# GIVEN DATA
//! Hardware video-processing engine abstraction
//!
//! The platform engine (Direct3D 11 video APIs on Windows, comparable
//! engines elsewhere) is reached through the [`VideoEngine`] trait. The
//! trait hands out opaque handles; everything the filter holds on to is
//! wrapped in a scoped owner ([`Enumerator`], [`Processor`], [`InputView`],
//! [`OutputView`], [`SurfaceRef`]) that releases the handle when dropped,
//! on success and failure paths alike.

use std::fmt;
use std::sync::Arc;

use serde::{Deserialize, Serialize};

use crate::error::Result;
use crate::types::{Framerate, Resolution, SurfaceFormat};

pub mod stub;

pub use stub::StubEngine;

/// Identifies one device instance for the lifetime of the process
#[derive(Debug, Clone, Copy, PartialEq, Eq, Hash)]
pub struct DeviceId(pub u64);

/// The platform API family a device belongs to
#[derive(Debug, Clone, Copy, PartialEq, Eq, Hash, Serialize, Deserialize)]
#[serde(rename_all = "lowercase")]
pub enum DeviceKind {
    /// Direct3D 11 video device
    D3d11,
    /// Vulkan video device
    Vulkan,
    /// In-memory stub device
    Stub,
}

impl fmt::Display for DeviceKind {
    fn fmt(&self, f: &mut fmt::Formatter<'_>) -> fmt::Result {
        let name = match self {
            DeviceKind::D3d11 => "d3d11",
            DeviceKind::Vulkan => "vulkan",
            DeviceKind::Stub => "stub",
        };
        write!(f, "{}", name)
    }
}

/// The device association carried by every hardware frame.
///
/// Frames produced on one device cannot be consumed by a filter bound to
/// another; the filter compares bindings before issuing any engine call.
#[derive(Debug, Clone, Copy, PartialEq, Eq)]
pub struct DeviceBinding {
    pub id: DeviceId,
    pub kind: DeviceKind,
}

impl fmt::Display for DeviceBinding {
    fn fmt(&self, f: &mut fmt::Formatter<'_>) -> fmt::Result {
        write!(f, "{}#{}", self.kind, self.id.0)
    }
}

/// Opaque handle to a GPU surface (possibly a texture array)
#[derive(Debug, Clone, Copy, PartialEq, Eq, Hash)]
pub struct SurfaceHandle(pub u64);

/// Opaque handle to a processor enumerator
#[derive(Debug, Clone, Copy, PartialEq, Eq, Hash)]
pub struct EnumeratorHandle(pub u64);

/// Opaque handle to a video processor
#[derive(Debug, Clone, Copy, PartialEq, Eq, Hash)]
pub struct ProcessorHandle(pub u64);

/// Opaque handle to an input or output view
#[derive(Debug, Clone, Copy, PartialEq, Eq, Hash)]
pub struct ViewHandle(pub u64);

/// Scan layout of the content fed to a processor
#[derive(Debug, Clone, Copy, PartialEq, Eq, Default)]
pub enum FrameLayout {
    #[default]
    Progressive,
    InterlacedTopFieldFirst,
    InterlacedBottomFieldFirst,
}

/// Intended usage, a hint the driver may use to pick a conversion path
#[derive(Debug, Clone, Copy, PartialEq, Eq, Default)]
pub enum ProcessorUsage {
    #[default]
    PlaybackNormal,
    OptimalSpeed,
    OptimalQuality,
}

/// Describes the conversion a processor will be asked to perform.
///
/// An enumerator is created for one content description; the processor
/// built from it is only valid for that description.
#[derive(Debug, Clone, Copy, PartialEq, Eq)]
pub struct ContentDescription {
    pub input: Resolution,
    pub output: Resolution,
    pub input_rate: Framerate,
    pub output_rate: Framerate,
    pub layout: FrameLayout,
    pub usage: ProcessorUsage,
}

/// Describes a surface allocation request
#[derive(Debug, Clone, Copy, PartialEq, Eq)]
pub struct SurfaceDescription {
    pub resolution: Resolution,
    pub format: SurfaceFormat,
    /// Number of array slices; pools allocate one array and hand out slices
    pub array_layers: u32,
}

/// What an enumerator reports for a given format
#[derive(Debug, Clone, Copy, Default)]
pub struct FormatSupport {
    /// Usable as a conversion source
    pub input: bool,
    /// Usable as a conversion destination
    pub output: bool,
}

/// The platform video-processing capability.
///
/// Implementations wrap the native device and command context and are
/// expected to guard their internal state with a lock; the device may be
/// shared with peer stages (decoder, encoder) between frames. All calls
/// block until the operation is issued; completion ordering is left to the
/// platform's own command queue.
///
/// Release methods are infallible; they run from `Drop`. Implementations
/// should log release of an unknown handle rather than panic.
pub trait VideoEngine: Send + Sync {
    fn kind(&self) -> DeviceKind;

    fn device_id(&self) -> DeviceId;

    fn device_binding(&self) -> DeviceBinding {
        DeviceBinding {
            id: self.device_id(),
            kind: self.kind(),
        }
    }

    /// Query the device for an enumerator matching the content description
    fn create_enumerator(&self, desc: &ContentDescription) -> Result<EnumeratorHandle>;

    /// Ask the enumerator whether a format is usable as input and/or output
    fn check_format(
        &self,
        enumerator: EnumeratorHandle,
        format: SurfaceFormat,
    ) -> Result<FormatSupport>;

    /// Create a processor bound to the enumerator
    fn create_processor(&self, enumerator: EnumeratorHandle) -> Result<ProcessorHandle>;

    /// Allocate a surface (or texture array)
    fn create_surface(&self, desc: &SurfaceDescription) -> Result<SurfaceHandle>;

    /// Wrap one slice of a surface as a conversion source
    fn create_input_view(
        &self,
        enumerator: EnumeratorHandle,
        surface: SurfaceHandle,
        array_slice: u32,
    ) -> Result<ViewHandle>;

    /// Wrap one slice of a surface as a conversion destination
    fn create_output_view(
        &self,
        enumerator: EnumeratorHandle,
        surface: SurfaceHandle,
        array_slice: u32,
    ) -> Result<ViewHandle>;

    /// Issue the blit. Single stream, single rectangle, no color adjustment.
    fn blit(
        &self,
        processor: ProcessorHandle,
        output: ViewHandle,
        input: ViewHandle,
    ) -> Result<()>;

    fn release_enumerator(&self, handle: EnumeratorHandle);

    fn release_processor(&self, handle: ProcessorHandle);

    fn release_surface(&self, handle: SurfaceHandle);

    fn release_view(&self, handle: ViewHandle);
}

/// Scoped owner of an enumerator handle
pub struct Enumerator {
    engine: Arc<dyn VideoEngine>,
    handle: EnumeratorHandle,
}

impl Enumerator {
    pub fn create(engine: &Arc<dyn VideoEngine>, desc: &ContentDescription) -> Result<Self> {
        let handle = engine.create_enumerator(desc)?;
        Ok(Self {
            engine: engine.clone(),
            handle,
        })
    }

    pub fn handle(&self) -> EnumeratorHandle {
        self.handle
    }

    pub fn check_format(&self, format: SurfaceFormat) -> Result<FormatSupport> {
        self.engine.check_format(self.handle, format)
    }
}

impl Drop for Enumerator {
    fn drop(&mut self) {
        self.engine.release_enumerator(self.handle);
    }
}

/// Scoped owner of a processor handle
pub struct Processor {
    engine: Arc<dyn VideoEngine>,
    handle: ProcessorHandle,
}

impl Processor {
    pub fn create(engine: &Arc<dyn VideoEngine>, enumerator: &Enumerator) -> Result<Self> {
        let handle = engine.create_processor(enumerator.handle())?;
        Ok(Self {
            engine: engine.clone(),
            handle,
        })
    }

    pub fn handle(&self) -> ProcessorHandle {
        self.handle
    }
}

impl Drop for Processor {
    fn drop(&mut self) {
        self.engine.release_processor(self.handle);
    }
}

/// Scoped owner of a per-frame input view
pub struct InputView {
    engine: Arc<dyn VideoEngine>,
    handle: ViewHandle,
}

impl InputView {
    pub fn create(
        engine: &Arc<dyn VideoEngine>,
        enumerator: &Enumerator,
        surface: &SurfaceRef,
    ) -> Result<Self> {
        let handle =
            engine.create_input_view(enumerator.handle(), surface.handle(), surface.array_slice())?;
        Ok(Self {
            engine: engine.clone(),
            handle,
        })
    }

    pub fn handle(&self) -> ViewHandle {
        self.handle
    }
}

impl Drop for InputView {
    fn drop(&mut self) {
        self.engine.release_view(self.handle);
    }
}

/// Scoped owner of an output view
pub struct OutputView {
    engine: Arc<dyn VideoEngine>,
    handle: ViewHandle,
}

impl OutputView {
    pub fn create(
        engine: &Arc<dyn VideoEngine>,
        enumerator: &Enumerator,
        surface: &SurfaceRef,
    ) -> Result<Self> {
        let handle = engine.create_output_view(
            enumerator.handle(),
            surface.handle(),
            surface.array_slice(),
        )?;
        Ok(Self {
            engine: engine.clone(),
            handle,
        })
    }

    pub fn handle(&self) -> ViewHandle {
        self.handle
    }
}

impl Drop for OutputView {
    fn drop(&mut self) {
        self.engine.release_view(self.handle);
    }
}

/// Where a surface slice goes when the last reference to it drops
pub trait SurfaceReclaim: Send + Sync {
    fn reclaim(&self, handle: SurfaceHandle, array_slice: u32);
}

struct SurfaceInner {
    handle: SurfaceHandle,
    array_slice: u32,
    reclaim: Arc<dyn SurfaceReclaim>,
}

impl Drop for SurfaceInner {
    fn drop(&mut self) {
        self.reclaim.reclaim(self.handle, self.array_slice);
    }
}

/// Shared reference to one slice of a GPU surface.
///
/// Cloning is cheap; the underlying slice is reclaimed (recycled into its
/// pool, or released back to the engine) when the last clone drops.
#[derive(Clone)]
pub struct SurfaceRef {
    inner: Arc<SurfaceInner>,
}

impl SurfaceRef {
    pub fn new(handle: SurfaceHandle, array_slice: u32, reclaim: Arc<dyn SurfaceReclaim>) -> Self {
        Self {
            inner: Arc::new(SurfaceInner {
                handle,
                array_slice,
                reclaim,
            }),
        }
    }

    /// Reference a standalone surface; the engine releases it on last drop
    pub fn with_engine(engine: Arc<dyn VideoEngine>, handle: SurfaceHandle, array_slice: u32) -> Self {
        Self::new(handle, array_slice, Arc::new(EngineReclaim { engine }))
    }

    pub fn handle(&self) -> SurfaceHandle {
        self.inner.handle
    }

    pub fn array_slice(&self) -> u32 {
        self.inner.array_slice
    }
}

impl fmt::Debug for SurfaceRef {
    fn fmt(&self, f: &mut fmt::Formatter<'_>) -> fmt::Result {
        f.debug_struct("SurfaceRef")
            .field("handle", &self.inner.handle)
            .field("array_slice", &self.inner.array_slice)
            .finish()
    }
}

struct EngineReclaim {
    engine: Arc<dyn VideoEngine>,
}

impl SurfaceReclaim for EngineReclaim {
    fn reclaim(&self, handle: SurfaceHandle, _array_slice: u32) {
        self.engine.release_surface(handle);
    }
}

# WORK REQUIRED
How many lines of the entries contain "command"? Answer with a number alone.

# RESULT
2